Collected data entries
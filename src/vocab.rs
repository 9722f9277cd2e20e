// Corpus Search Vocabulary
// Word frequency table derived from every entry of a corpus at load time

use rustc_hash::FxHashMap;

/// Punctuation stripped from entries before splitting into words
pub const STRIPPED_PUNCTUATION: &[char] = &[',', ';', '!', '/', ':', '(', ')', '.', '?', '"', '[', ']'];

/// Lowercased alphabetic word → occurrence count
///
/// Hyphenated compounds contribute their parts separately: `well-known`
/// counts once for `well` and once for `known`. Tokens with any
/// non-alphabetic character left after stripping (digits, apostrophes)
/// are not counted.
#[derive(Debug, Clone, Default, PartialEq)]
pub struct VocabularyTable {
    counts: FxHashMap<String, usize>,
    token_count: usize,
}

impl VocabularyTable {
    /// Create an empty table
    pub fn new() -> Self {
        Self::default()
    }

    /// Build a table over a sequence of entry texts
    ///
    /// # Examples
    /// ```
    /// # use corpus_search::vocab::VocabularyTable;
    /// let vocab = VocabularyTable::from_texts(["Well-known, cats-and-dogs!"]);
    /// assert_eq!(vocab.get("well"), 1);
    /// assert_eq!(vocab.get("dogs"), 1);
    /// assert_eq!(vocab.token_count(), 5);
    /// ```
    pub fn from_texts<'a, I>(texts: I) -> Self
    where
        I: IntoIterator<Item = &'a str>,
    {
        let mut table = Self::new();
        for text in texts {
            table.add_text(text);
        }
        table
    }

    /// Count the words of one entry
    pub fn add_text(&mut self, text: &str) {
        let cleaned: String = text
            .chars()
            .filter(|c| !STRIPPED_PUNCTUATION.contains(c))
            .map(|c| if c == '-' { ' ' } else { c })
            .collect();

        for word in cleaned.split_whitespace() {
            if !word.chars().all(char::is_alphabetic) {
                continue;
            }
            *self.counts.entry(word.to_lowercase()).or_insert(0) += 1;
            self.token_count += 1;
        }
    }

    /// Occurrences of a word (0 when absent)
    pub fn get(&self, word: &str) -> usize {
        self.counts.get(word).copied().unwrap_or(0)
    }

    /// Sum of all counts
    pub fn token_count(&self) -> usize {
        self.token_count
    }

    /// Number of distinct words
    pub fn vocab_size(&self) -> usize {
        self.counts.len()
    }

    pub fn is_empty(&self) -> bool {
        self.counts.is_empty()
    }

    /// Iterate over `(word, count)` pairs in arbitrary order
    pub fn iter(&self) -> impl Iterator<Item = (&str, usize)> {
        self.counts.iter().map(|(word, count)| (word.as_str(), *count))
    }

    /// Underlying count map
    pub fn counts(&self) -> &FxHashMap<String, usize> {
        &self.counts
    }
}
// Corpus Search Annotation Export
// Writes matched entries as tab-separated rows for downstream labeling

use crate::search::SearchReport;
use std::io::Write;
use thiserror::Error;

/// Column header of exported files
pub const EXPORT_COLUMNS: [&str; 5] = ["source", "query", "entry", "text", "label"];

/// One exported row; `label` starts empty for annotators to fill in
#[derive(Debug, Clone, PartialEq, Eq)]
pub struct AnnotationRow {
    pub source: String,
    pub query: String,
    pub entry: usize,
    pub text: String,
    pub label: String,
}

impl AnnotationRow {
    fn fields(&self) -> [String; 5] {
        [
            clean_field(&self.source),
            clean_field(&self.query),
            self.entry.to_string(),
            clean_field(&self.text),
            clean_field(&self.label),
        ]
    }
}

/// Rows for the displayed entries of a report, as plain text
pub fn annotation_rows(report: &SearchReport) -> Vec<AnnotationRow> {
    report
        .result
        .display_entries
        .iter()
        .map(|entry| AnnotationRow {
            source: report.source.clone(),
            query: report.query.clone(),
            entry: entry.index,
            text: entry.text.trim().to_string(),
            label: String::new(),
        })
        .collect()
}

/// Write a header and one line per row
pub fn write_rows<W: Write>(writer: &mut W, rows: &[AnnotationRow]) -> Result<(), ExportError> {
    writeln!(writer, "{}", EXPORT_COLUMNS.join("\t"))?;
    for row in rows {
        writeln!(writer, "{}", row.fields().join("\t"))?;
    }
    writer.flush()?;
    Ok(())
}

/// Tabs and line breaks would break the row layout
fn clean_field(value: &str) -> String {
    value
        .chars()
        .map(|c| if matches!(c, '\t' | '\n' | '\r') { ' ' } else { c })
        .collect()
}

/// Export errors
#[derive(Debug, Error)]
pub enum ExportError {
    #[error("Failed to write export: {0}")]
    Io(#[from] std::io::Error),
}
...
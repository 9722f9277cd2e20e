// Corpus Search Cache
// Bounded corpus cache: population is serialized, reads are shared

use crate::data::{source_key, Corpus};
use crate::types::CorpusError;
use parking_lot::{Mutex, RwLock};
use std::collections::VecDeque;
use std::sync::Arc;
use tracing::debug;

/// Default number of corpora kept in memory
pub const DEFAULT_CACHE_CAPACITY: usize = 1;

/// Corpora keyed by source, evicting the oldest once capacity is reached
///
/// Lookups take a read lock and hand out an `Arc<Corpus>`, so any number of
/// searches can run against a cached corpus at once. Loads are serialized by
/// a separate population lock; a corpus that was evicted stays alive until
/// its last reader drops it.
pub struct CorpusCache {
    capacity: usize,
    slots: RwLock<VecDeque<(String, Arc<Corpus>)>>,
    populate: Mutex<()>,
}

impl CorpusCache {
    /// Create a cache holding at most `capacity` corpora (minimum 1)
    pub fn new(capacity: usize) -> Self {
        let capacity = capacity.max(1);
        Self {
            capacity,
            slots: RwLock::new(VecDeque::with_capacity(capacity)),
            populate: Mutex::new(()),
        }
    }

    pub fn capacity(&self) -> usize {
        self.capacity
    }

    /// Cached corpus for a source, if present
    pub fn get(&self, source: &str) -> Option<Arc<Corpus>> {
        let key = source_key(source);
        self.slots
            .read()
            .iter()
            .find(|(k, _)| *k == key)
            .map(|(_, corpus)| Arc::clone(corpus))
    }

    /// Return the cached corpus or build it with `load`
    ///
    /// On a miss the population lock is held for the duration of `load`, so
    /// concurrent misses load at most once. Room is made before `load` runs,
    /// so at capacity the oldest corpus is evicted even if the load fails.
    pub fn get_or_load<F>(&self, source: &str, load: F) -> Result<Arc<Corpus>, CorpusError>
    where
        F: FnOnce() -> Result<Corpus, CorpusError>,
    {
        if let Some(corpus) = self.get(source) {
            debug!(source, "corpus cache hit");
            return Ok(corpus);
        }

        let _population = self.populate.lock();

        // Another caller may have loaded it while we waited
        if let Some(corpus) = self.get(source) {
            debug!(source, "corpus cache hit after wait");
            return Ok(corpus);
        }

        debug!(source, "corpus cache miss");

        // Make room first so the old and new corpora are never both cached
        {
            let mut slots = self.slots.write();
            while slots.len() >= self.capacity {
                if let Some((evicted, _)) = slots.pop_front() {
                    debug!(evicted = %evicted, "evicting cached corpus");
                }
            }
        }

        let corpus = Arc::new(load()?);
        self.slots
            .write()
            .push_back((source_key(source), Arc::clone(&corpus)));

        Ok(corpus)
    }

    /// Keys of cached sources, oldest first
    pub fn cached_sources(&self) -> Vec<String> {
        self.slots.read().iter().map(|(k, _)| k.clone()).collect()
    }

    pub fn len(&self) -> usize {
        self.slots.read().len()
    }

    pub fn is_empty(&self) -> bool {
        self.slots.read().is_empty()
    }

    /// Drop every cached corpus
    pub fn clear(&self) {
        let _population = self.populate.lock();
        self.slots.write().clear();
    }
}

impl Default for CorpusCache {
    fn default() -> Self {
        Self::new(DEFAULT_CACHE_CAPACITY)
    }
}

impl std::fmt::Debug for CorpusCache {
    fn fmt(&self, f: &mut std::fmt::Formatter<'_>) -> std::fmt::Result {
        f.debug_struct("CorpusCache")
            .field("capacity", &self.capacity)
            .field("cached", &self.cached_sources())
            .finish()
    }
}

§ **To do**: Which lines above run from the one containing "I: IntoIterator<Item = &'a" down to the one containing "for word in"? Repeat exactly those, both ends included, and nothing else.

§ **The answer**:
        I: IntoIterator<Item = &'a str>,
    {
        let mut table = Self::new();
        for text in texts {
            table.add_text(text);
        }
        table
    }

    /// Count the words of one entry
    pub fn add_text(&mut self, text: &str) {
        let cleaned: String = text
            .chars()
            .filter(|c| !STRIPPED_PUNCTUATION.contains(c))
            .map(|c| if c == '-' { ' ' } else { c })
            .collect();

        for word in cleaned.split_whitespace() {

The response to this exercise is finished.